## EXERCISE DETAILS
What lines of the data below include the word "facing"? Report them by copying each.

----- DATA FOR THIS EXERCISE

//! Dispatch a demo order to the operator.
//!
//! Sends the operator control message (with its first-step actions) and
//! the customer confirmation for a hand-built order, the same calls the
//! order-submission flow makes after persisting a new order.
//!
//! Run with: cargo run -p notifier --example new_order
//!
//! Configuration via .env file or environment variables:
//!   BOT_TOKEN         - Bot API token (required)
//!   OPERATOR_CHAT_ID  - chat id receiving the control message (required)

use std::env;
use std::sync::Arc;

use notifier::{Lang, Notifier};
use order_flow::OrderStatus;
use order_store::{DeliveryType, Order, OrderItem, PaymentMethod};
use telegram_client::{BotClient, BotConfig};

#[tokio::main]
async fn main() -> Result<(), Box<dyn std::error::Error>> {
    let _ = dotenvy::dotenv();
    tracing_subscriber::fmt::init();

    let token = env::var("BOT_TOKEN").map_err(|_| "BOT_TOKEN is not set")?;
    let operator_chat_id: i64 = env::var("OPERATOR_CHAT_ID")
        .map_err(|_| "OPERATOR_CHAT_ID is not set")?
        .parse()?;

    println!("Connecting...");
    let client = BotClient::connect(BotConfig::new(token)).await?;
    let notifier = Notifier::new(Arc::new(client), operator_chat_id);

    // A demo order; the "customer" is the operator chat so both
    // messages land somewhere visible.
    let order = Order {
        id: 1,
        order_number: "UZ123456001".to_string(),
        customer_chat_id: Some(operator_chat_id),
        customer_name: Some("Aziz".to_string()),
        phone: "+998901234567".to_string(),
        items: vec![
            OrderItem {
                name: "Плов".to_string(),
                price: 45000,
                quantity: 2,
                size: None,
            },
            OrderItem {
                name: "Сомса".to_string(),
                price: 12000,
                quantity: 1,
                size: Some("большая".to_string()),
            },
        ],
        total_amount: 102000,
        delivery_address: "ул. Навои, 15".to_string(),
        delivery_type: DeliveryType::Delivery,
        payment_method: PaymentMethod::Cash,
        status: OrderStatus::Accepted,
        latitude: Some(41.311),
        longitude: Some(69.279),
        created_at: "2025-01-01 10:00:00".to_string(),
        updated_at: "2025-01-01 10:00:00".to_string(),
    };

    match notifier.dispatch_new_order(&order).await {
        Some(message) => println!("Control message {} sent", message.message_id),
        None => println!("Dispatch failed, see logs"),
    }

    notifier.dispatch_customer_confirmation(&order, Lang::Ru).await;
    println!("Done.");

    Ok(())
}
//! Error types for the state machine.

use thiserror::Error;

use crate::status::OrderStatus;

/// Errors that can occur when advancing an order.
#[derive(Debug, Clone, PartialEq, Eq, Error)]
pub enum TransitionError {
    /// The requested status is not reachable from the current one.
    #[error("invalid transition: {from} -> {to}")]
    InvalidTransition { from: OrderStatus, to: OrderStatus },
}
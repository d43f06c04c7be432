//! Display languages, canned copy and keyboard builders.

use serde::{Deserialize, Serialize};
use telegram_client::{
    InlineKeyboardButton, InlineKeyboardMarkup, KeyboardButton, ReplyKeyboardMarkup,
};

use order_flow::OrderStatus;
use order_store::PaymentMethod;

/// A supported display language.
#[derive(Debug, Clone, Copy, PartialEq, Eq, Hash, Serialize, Deserialize)]
#[serde(rename_all = "snake_case")]
pub enum Lang {
    Ru,
    Uz,
    En,
}

impl Default for Lang {
    fn default() -> Self {
        Lang::Ru
    }
}

impl Lang {
    /// Every supported language, in picker order.
    pub const ALL: [Lang; 3] = [Lang::Ru, Lang::Uz, Lang::En];

    /// Two-letter language code used in action payloads.
    pub fn code(self) -> &'static str {
        match self {
            Lang::Ru => "ru",
            Lang::Uz => "uz",
            Lang::En => "en",
        }
    }

    /// Parse a language code.
    pub fn from_code(code: &str) -> Option<Lang> {
        match code {
            "ru" => Some(Lang::Ru),
            "uz" => Some(Lang::Uz),
            "en" => Some(Lang::En),
            _ => None,
        }
    }

    /// Flag shown on the picker button.
    pub fn flag(self) -> &'static str {
        match self {
            Lang::Ru => "🇷🇺",
            Lang::Uz => "🇺🇿",
            Lang::En => "🇬🇧",
        }
    }

    /// Language name in that language.
    pub fn native_label(self) -> &'static str {
        match self {
            Lang::Ru => "Русский",
            Lang::Uz => "O'zbekcha",
            Lang::En => "English",
        }
    }
}

/// Greeting sent in response to the start command.
pub fn welcome(lang: Lang, name: &str) -> String {
    match lang {
        Lang::Ru => format!(
            "Ассалому алайкум, {name}! 👋\nДобро пожаловать в нашу кухню.\nНажмите «🍽️ Меню», чтобы открыть каталог."
        ),
        Lang::Uz => format!(
            "Assalomu alaykum, {name}! 👋\nOshxonamizga xush kelibsiz.\n«🍽️ Menyu» tugmasini bosib katalogni oching."
        ),
        Lang::En => format!(
            "Hello, {name}! 👋\nWelcome to our kitchen.\nTap «🍽️ Menu» to open the catalog."
        ),
    }
}

/// Confirmation sent after the language was switched.
pub fn lang_changed(lang: Lang) -> &'static str {
    match lang {
        Lang::Ru => "Язык изменён на Русский 🇷🇺",
        Lang::Uz => "Til O'zbekchaga o'zgartirildi 🇺🇿",
        Lang::En => "Language changed to English 🇬🇧",
    }
}

/// Prompt above the language picker.
pub fn choose_lang(lang: Lang) -> &'static str {
    match lang {
        Lang::Ru => "Выберите язык / Tilni tanlang:",
        Lang::Uz => "Tilni tanlang / Выберите язык:",
        Lang::En => "Choose language / Выберите язык:",
    }
}

/// Caption of the menu button.
pub fn menu_button(lang: Lang) -> &'static str {
    match lang {
        Lang::Ru => "🍽️ Меню",
        Lang::Uz => "🍽️ Menyu",
        Lang::En => "🍽️ Menu",
    }
}

/// Caption of the change-language button.
pub fn lang_button(lang: Lang) -> &'static str {
    match lang {
        Lang::Ru => "🌐 Изменить язык",
        Lang::Uz => "🌐 Tilni o'zgartirish",
        Lang::En => "🌐 Change language",
    }
}

/// Warning sent when the storefront entry point is not configured.
pub const STOREFRONT_MISSING: &str = "⚠️ WEBAPP_URL is not configured";

/// Whether `text` is the menu button caption in any language.
pub fn is_menu_button(text: &str) -> bool {
    Lang::ALL.iter().any(|lang| menu_button(*lang) == text)
}

/// Whether `text` is the change-language button caption in any language.
pub fn is_lang_button(text: &str) -> bool {
    Lang::ALL.iter().any(|lang| lang_button(*lang) == text)
}

/// Display label for a payment method.
pub fn payment_label(method: PaymentMethod) -> &'static str {
    match method {
        PaymentMethod::Click => "Click",
        PaymentMethod::Payme => "Payme",
        PaymentMethod::Cash => "Наличные",
    }
}

/// Operator-facing status caption for the control message.
pub fn status_line(status: OrderStatus) -> &'static str {
    match status {
        OrderStatus::Accepted => "📋 Статус: Принят",
        OrderStatus::Preparing => "👨‍🍳 Статус: Готовится",
        OrderStatus::Cooking => "🔥 Статус: Упаковываем",
        OrderStatus::OutForDelivery => "🚗 Статус: В пути к клиенту",
        OrderStatus::Delivered => "✅ Статус: Доставлен",
        OrderStatus::Cancelled => "❌ Статус: Отменён",
    }
}

/// Short operator-facing status label for action acknowledgments.
pub fn status_label(status: OrderStatus) -> &'static str {
    match status {
        OrderStatus::Accepted => "📋 Принят",
        OrderStatus::Preparing => "👨‍🍳 Готовится",
        OrderStatus::Cooking => "🔥 Упаковывается",
        OrderStatus::OutForDelivery => "🚗 В пути",
        OrderStatus::Delivered => "✅ Доставлен",
        OrderStatus::Cancelled => "❌ Отменён",
    }
}

/// Group an amount's digits in threes: `1234567` -> `"1 234 567"`.
pub fn format_amount(amount: i64) -> String {
    let digits = amount.abs().to_string();
    let mut grouped = String::with_capacity(digits.len() + digits.len() / 3 + 1);
    let offset = digits.len() % 3;
    for (i, c) in digits.chars().enumerate() {
        if i > 0 && (i + 3 - offset) % 3 == 0 {
            grouped.push(' ');
        }
        grouped.push(c);
    }
    if amount < 0 {
        format!("-{grouped}")
    } else {
        grouped
    }
}

/// The persistent main keyboard: a menu button (a web-app button when the
/// storefront URL is configured) and a change-language button.
pub fn main_keyboard(lang: Lang, webapp_url: Option<&str>) -> ReplyKeyboardMarkup {
    let menu = match webapp_url {
        Some(url) => KeyboardButton::web_app(menu_button(lang), url),
        None => KeyboardButton::text(menu_button(lang)),
    };
    ReplyKeyboardMarkup::persistent(vec![
        vec![menu],
        vec![KeyboardButton::text(lang_button(lang))],
    ])
}

/// The inline language picker, one button per supported language.
pub fn language_keyboard() -> InlineKeyboardMarkup {
    InlineKeyboardMarkup::new(
        Lang::ALL
            .iter()
            .map(|lang| {
                vec![InlineKeyboardButton::callback(
                    format!("{} {}", lang.flag(), lang.native_label()),
                    format!("set_lang_{}", lang.code()),
                )]
            })
            .collect(),
    )
}

#[cfg(test)]
mod tests {
    use super::*;

    #[test]
    fn test_lang_code_round_trip() {
        for lang in Lang::ALL {
            assert_eq!(Lang::from_code(lang.code()), Some(lang));
        }
        assert_eq!(Lang::from_code("de"), None);
    }

    #[test]
    fn test_format_amount() {
        assert_eq!(format_amount(0), "0");
        assert_eq!(format_amount(950), "950");
        assert_eq!(format_amount(45000), "45 000");
        assert_eq!(format_amount(1234567), "1 234 567");
        assert_eq!(format_amount(-90000), "-90 000");
    }

    #[test]
    fn test_button_captions_recognized_across_languages() {
        assert!(is_menu_button("🍽️ Menyu"));
        assert!(is_lang_button("🌐 Change language"));
        assert!(!is_menu_button("menu"));
    }

    #[test]
    fn test_language_keyboard_payloads() {
        let keyboard = language_keyboard();
        assert_eq!(keyboard.inline_keyboard.len(), 3);
        assert_eq!(
            keyboard.inline_keyboard[0][0].callback_data.as_deref(),
            Some("set_lang_ru")
        );
        assert_eq!(
            keyboard.inline_keyboard[2][0].callback_data.as_deref(),
            Some("set_lang_en")
        );
    }

    #[test]
    fn test_main_keyboard_uses_web_app_when_configured() {
        let with_url = main_keyboard(Lang::Ru, Some("https://shop.example"));
        assert!(with_url.keyboard[0][0].web_app.is_some());

        let without = main_keyboard(Lang::Ru, None);
        assert!(without.keyboard[0][0].web_app.is_none());
        assert!(without.resize_keyboard);
    }
}
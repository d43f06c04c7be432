//! Inbound update ingestion for the order bot.
//!
//! This crate owns the continuously running consumer that long-polls the
//! channel for inbound events and routes each one to a handler exactly
//! once per loop pass: operator control presses (status advances,
//! language changes) and chat messages (the start command and the small
//! button vocabulary). Per-conversation language state lives here too.
//!
//! # Example
//!
//! ```no_run
//! use std::sync::Arc;
//!
//! use notifier::{Channel, Notifier};
//! use order_store::Database;
//! use telegram_client::{BotClient, BotConfig};
//! use update_listener::{HandlerConfig, SessionStore, UpdateHandler, UpdateListener};
//!
//! # async fn example() -> Result<(), Box<dyn std::error::Error>> {
//! let client = BotClient::connect(BotConfig::new("123456:ABC-token")).await?;
//! let store = Database::connect("sqlite:orders.db?mode=rwc").await?;
//! store.migrate().await?;
//!
//! let channel: Arc<dyn Channel> = Arc::new(client.clone());
//! let sessions = Arc::new(SessionStore::new());
//! let notifier = Notifier::new(channel.clone(), 555);
//! let handler = UpdateHandler::new(
//!     channel,
//!     store,
//!     sessions,
//!     notifier,
//!     HandlerConfig { operator_chat_id: 555, webapp_url: None },
//! );
//!
//! let listener = UpdateListener::new(client, handler);
//! let stop = listener.stop_handle();
//! tokio::spawn(async move {
//!     tokio::signal::ctrl_c().await.ok();
//!     stop.stop();
//! });
//! listener.run().await;
//! # Ok(())
//! # }
//! ```

pub mod event;
pub mod handler;
pub mod listener;
pub mod session;

pub use event::{classify, ActionPayload, InboundEvent, PayloadError};
pub use handler::{HandlerConfig, HandlerError, UpdateHandler};
pub use listener::{ListenerConfig, StopHandle, UpdateListener, UpdateSource};
pub use session::SessionStore;
//! Telegram Bot API client library.
//!
//! This crate provides a thin typed client for the Telegram Bot HTTP API.
//! It supports:
//!
//! - Sending and editing messages with inline or reply keyboards
//! - Answering callback queries (button presses)
//! - Sending location markers
//! - Receiving updates via long polling
//!
//! # Example
//!
//! ```no_run
//! use telegram_client::{BotClient, BotConfig};
//!
//! # async fn example() -> Result<(), telegram_client::BotApiError> {
//! // Connect (verifies the token via getMe)
//! let config = BotConfig::new("123456:ABC-token");
//! let client = BotClient::connect(config).await?;
//!
//! // Send a message
//! let message = client.send_text(12345, "Hello!").await?;
//! println!("Sent message {}", message.message_id);
//!
//! // Long-poll for updates
//! let updates = client.get_updates(0, 30).await?;
//! for update in updates {
//!     println!("Update {}", update.update_id);
//! }
//! # Ok(())
//! # }
//! ```

pub mod client;
pub mod config;
pub mod error;
pub mod types;

pub use client::BotClient;
pub use config::BotConfig;
pub use error::BotApiError;
pub use types::*;

/// Crate version.
pub fn version() -> &'static str {
    env!("CARGO_PKG_VERSION")
}
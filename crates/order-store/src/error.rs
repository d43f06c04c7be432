//! Store error types.

use thiserror::Error;

/// Errors that can occur during store operations.
#[derive(Debug, Error)]
pub enum StoreError {
    /// SQLx error (connection, query, etc.)
    #[error("database error: {0}")]
    Sqlx(#[from] sqlx::Error),

    /// Migration error
    #[error("migration error: {0}")]
    Migration(#[from] sqlx::migrate::MigrateError),

    /// Record not found
    #[error("{entity} not found: {id}")]
    NotFound { entity: &'static str, id: String },

    /// Items column held malformed JSON
    #[error("items column: {0}")]
    Serialization(#[from] serde_json::Error),

    /// A column held a value outside its vocabulary
    #[error("invalid {field} value: {value}")]
    InvalidField { field: &'static str, value: String },
}

/// Result type for store operations.
pub type Result<T> = std::result::Result<T, StoreError>;
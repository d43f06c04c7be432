//! SQLite persistence layer for orders.
//!
//! This crate provides async store operations over SQLx with SQLite. The
//! read/write surface is deliberately narrow: create, find, status update
//! and a few listing/aggregate reads. Status values come from
//! [`order_flow`], and [`models::Order::apply_transition`] is the only
//! sanctioned way to change one in memory.
//!
//! # Example
//!
//! ```no_run
//! use order_store::{order, Database};
//!
//! #[tokio::main]
//! async fn main() -> Result<(), Box<dyn std::error::Error>> {
//!     // Connect and run migrations
//!     let db = Database::connect("sqlite:orders.db?mode=rwc").await?;
//!     db.migrate().await?;
//!
//!     let order = order::find_by_order_number(db.pool(), "UZ123456001").await?;
//!     println!("{:?}", order);
//!     Ok(())
//! }
//! ```

pub mod error;
pub mod models;
pub mod order;

pub use error::{Result, StoreError};
pub use models::{DeliveryType, NewOrder, Order, OrderItem, PaymentMethod};
pub use order::OrderStats;

use std::str::FromStr;

use sqlx::sqlite::{SqliteConnectOptions, SqlitePoolOptions};
use sqlx::SqlitePool;

/// Database connection wrapper.
#[derive(Debug, Clone)]
pub struct Database {
    pool: SqlitePool,
}

impl Database {
    /// Default pool size for store connections.
    const DEFAULT_POOL_SIZE: u32 = 10;

    /// Connect to a SQLite database.
    ///
    /// The URL should be in the format `sqlite:path/to/db.sqlite?mode=rwc`.
    /// Use `sqlite::memory:` for an in-memory database in tests.
    pub async fn connect(url: &str) -> Result<Self> {
        Self::connect_with_pool_size(url, Self::DEFAULT_POOL_SIZE).await
    }

    /// Connect to a SQLite database with a custom pool size.
    pub async fn connect_with_pool_size(url: &str, pool_size: u32) -> Result<Self> {
        let options = SqliteConnectOptions::from_str(url)?
            .create_if_missing(true)
            .foreign_keys(true);

        let pool = SqlitePoolOptions::new()
            .max_connections(pool_size)
            .acquire_timeout(std::time::Duration::from_secs(30))
            .connect_with(options)
            .await?;

        tracing::info!("Connected to order store: {} (pool size: {})", url, pool_size);

        Ok(Self { pool })
    }

    /// Run database migrations.
    ///
    /// This should be called once after connecting to ensure the schema is
    /// up to date.
    pub async fn migrate(&self) -> Result<()> {
        tracing::info!("Running order store migrations...");

        sqlx::migrate!("./migrations").run(&self.pool).await?;

        tracing::info!("Migrations complete");
        Ok(())
    }

    /// Get a reference to the connection pool.
    pub fn pool(&self) -> &SqlitePool {
        &self.pool
    }

    /// Close the connection pool.
    pub async fn close(&self) {
        self.pool.close().await;
    }
}
//! Outbound parameter types for the Telegram Bot API.

use serde::{Deserialize, Serialize};

/// Parameters for the `sendMessage` method.
#[derive(Debug, Clone, Serialize)]
pub struct SendMessageParams {
    /// Target chat.
    pub chat_id: i64,

    /// The message text.
    pub text: String,

    /// Text formatting mode (e.g., "Markdown").
    #[serde(skip_serializing_if = "Option::is_none")]
    pub parse_mode: Option<String>,

    /// Keyboard attached to the message.
    #[serde(skip_serializing_if = "Option::is_none")]
    pub reply_markup: Option<ReplyMarkup>,
}

impl SendMessageParams {
    /// Create new send params for a plain text message.
    pub fn text(chat_id: i64, text: impl Into<String>) -> Self {
        Self {
            chat_id,
            text: text.into(),
            parse_mode: None,
            reply_markup: None,
        }
    }

    /// Enable Markdown formatting.
    pub fn markdown(mut self) -> Self {
        self.parse_mode = Some("Markdown".to_string());
        self
    }

    /// Attach a reply markup.
    pub fn with_markup(mut self, markup: impl Into<ReplyMarkup>) -> Self {
        self.reply_markup = Some(markup.into());
        self
    }
}

/// Parameters for the `editMessageText` method.
#[derive(Debug, Clone, Serialize)]
pub struct EditMessageTextParams {
    /// Chat of the message to edit.
    pub chat_id: i64,

    /// Identifier of the message to edit.
    pub message_id: i64,

    /// New message text.
    pub text: String,

    /// Text formatting mode (e.g., "Markdown").
    #[serde(skip_serializing_if = "Option::is_none")]
    pub parse_mode: Option<String>,

    /// New inline keyboard. An empty keyboard removes all buttons.
    #[serde(skip_serializing_if = "Option::is_none")]
    pub reply_markup: Option<InlineKeyboardMarkup>,
}

impl EditMessageTextParams {
    /// Create new edit params for a message.
    pub fn new(chat_id: i64, message_id: i64, text: impl Into<String>) -> Self {
        Self {
            chat_id,
            message_id,
            text: text.into(),
            parse_mode: None,
            reply_markup: None,
        }
    }

    /// Enable Markdown formatting.
    pub fn markdown(mut self) -> Self {
        self.parse_mode = Some("Markdown".to_string());
        self
    }

    /// Set the inline keyboard.
    pub fn with_keyboard(mut self, keyboard: InlineKeyboardMarkup) -> Self {
        self.reply_markup = Some(keyboard);
        self
    }
}

/// Parameters for the `answerCallbackQuery` method.
#[derive(Debug, Clone, Serialize)]
pub struct AnswerCallbackQueryParams {
    /// The callback query being acknowledged.
    pub callback_query_id: String,

    /// Notification text shown to the user.
    #[serde(skip_serializing_if = "Option::is_none")]
    pub text: Option<String>,

    /// Show an alert dialog instead of a toast notification.
    #[serde(skip_serializing_if = "std::ops::Not::not")]
    pub show_alert: bool,
}

impl AnswerCallbackQueryParams {
    /// Acknowledge a callback query without any notification.
    pub fn ack(callback_query_id: impl Into<String>) -> Self {
        Self {
            callback_query_id: callback_query_id.into(),
            text: None,
            show_alert: false,
        }
    }

    /// Set the notification text.
    pub fn with_text(mut self, text: impl Into<String>) -> Self {
        self.text = Some(text.into());
        self
    }

    /// Escalate the notification to an alert dialog.
    pub fn alert(mut self) -> Self {
        self.show_alert = true;
        self
    }
}

/// Parameters for the `sendLocation` method.
#[derive(Debug, Clone, Serialize)]
pub struct SendLocationParams {
    /// Target chat.
    pub chat_id: i64,
    /// Latitude of the location.
    pub latitude: f64,
    /// Longitude of the location.
    pub longitude: f64,
}

/// Reply markup attached to an outbound message.
#[derive(Debug, Clone, Serialize)]
#[serde(untagged)]
pub enum ReplyMarkup {
    /// Inline keyboard shown under the message.
    Inline(InlineKeyboardMarkup),
    /// Persistent reply keyboard shown instead of the system keyboard.
    Keyboard(ReplyKeyboardMarkup),
}

impl From<InlineKeyboardMarkup> for ReplyMarkup {
    fn from(keyboard: InlineKeyboardMarkup) -> Self {
        ReplyMarkup::Inline(keyboard)
    }
}

impl From<ReplyKeyboardMarkup> for ReplyMarkup {
    fn from(keyboard: ReplyKeyboardMarkup) -> Self {
        ReplyMarkup::Keyboard(keyboard)
    }
}

/// An inline keyboard: rows of pressable buttons under a message.
#[derive(Debug, Clone, Default, PartialEq, Serialize, Deserialize)]
pub struct InlineKeyboardMarkup {
    /// Button rows.
    pub inline_keyboard: Vec<Vec<InlineKeyboardButton>>,
}

impl InlineKeyboardMarkup {
    /// Create a keyboard from button rows.
    pub fn new(rows: Vec<Vec<InlineKeyboardButton>>) -> Self {
        Self {
            inline_keyboard: rows,
        }
    }

    /// A keyboard with no buttons. Editing a message to this keyboard
    /// removes its controls.
    pub fn empty() -> Self {
        Self::default()
    }

    /// Whether the keyboard has no buttons.
    pub fn is_empty(&self) -> bool {
        self.inline_keyboard.is_empty()
    }
}

/// A single inline keyboard button.
#[derive(Debug, Clone, PartialEq, Serialize, Deserialize)]
pub struct InlineKeyboardButton {
    /// Button caption.
    pub text: String,

    /// Payload delivered back in a callback query when pressed.
    #[serde(skip_serializing_if = "Option::is_none")]
    pub callback_data: Option<String>,

    /// Web app opened when pressed.
    #[serde(skip_serializing_if = "Option::is_none")]
    pub web_app: Option<WebAppInfo>,
}

impl InlineKeyboardButton {
    /// Create a button that sends a callback payload when pressed.
    pub fn callback(text: impl Into<String>, data: impl Into<String>) -> Self {
        Self {
            text: text.into(),
            callback_data: Some(data.into()),
            web_app: None,
        }
    }

    /// Create a button that opens a web app when pressed.
    pub fn web_app(text: impl Into<String>, url: impl Into<String>) -> Self {
        Self {
            text: text.into(),
            callback_data: None,
            web_app: Some(WebAppInfo { url: url.into() }),
        }
    }
}

/// A persistent reply keyboard.
#[derive(Debug, Clone, Default, Serialize)]
pub struct ReplyKeyboardMarkup {
    /// Button rows.
    pub keyboard: Vec<Vec<KeyboardButton>>,

    /// Shrink the keyboard to fit its buttons.
    pub resize_keyboard: bool,

    /// Hide the keyboard after one use.
    pub one_time_keyboard: bool,
}

impl ReplyKeyboardMarkup {
    /// Create a resized, persistent keyboard from button rows.
    pub fn persistent(rows: Vec<Vec<KeyboardButton>>) -> Self {
        Self {
            keyboard: rows,
            resize_keyboard: true,
            one_time_keyboard: false,
        }
    }
}

/// A single reply keyboard button.
#[derive(Debug, Clone, Serialize)]
pub struct KeyboardButton {
    /// Button caption, sent back as a plain message when pressed.
    pub text: String,

    /// Web app opened when pressed.
    #[serde(skip_serializing_if = "Option::is_none")]
    pub web_app: Option<WebAppInfo>,
}

impl KeyboardButton {
    /// Create a plain text button.
    pub fn text(text: impl Into<String>) -> Self {
        Self {
            text: text.into(),
            web_app: None,
        }
    }

    /// Create a button that opens a web app.
    pub fn web_app(text: impl Into<String>, url: impl Into<String>) -> Self {
        Self {
            text: text.into(),
            web_app: Some(WebAppInfo { url: url.into() }),
        }
    }
}

/// A web app reference.
#[derive(Debug, Clone, PartialEq, Serialize, Deserialize)]
pub struct WebAppInfo {
    /// URL of the web app.
    pub url: String,
}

----------

## OUTPUT FOR THIS TASK
/// Operator-facing status caption for the control message.
/// Short operator-facing status label for action acknowledgments.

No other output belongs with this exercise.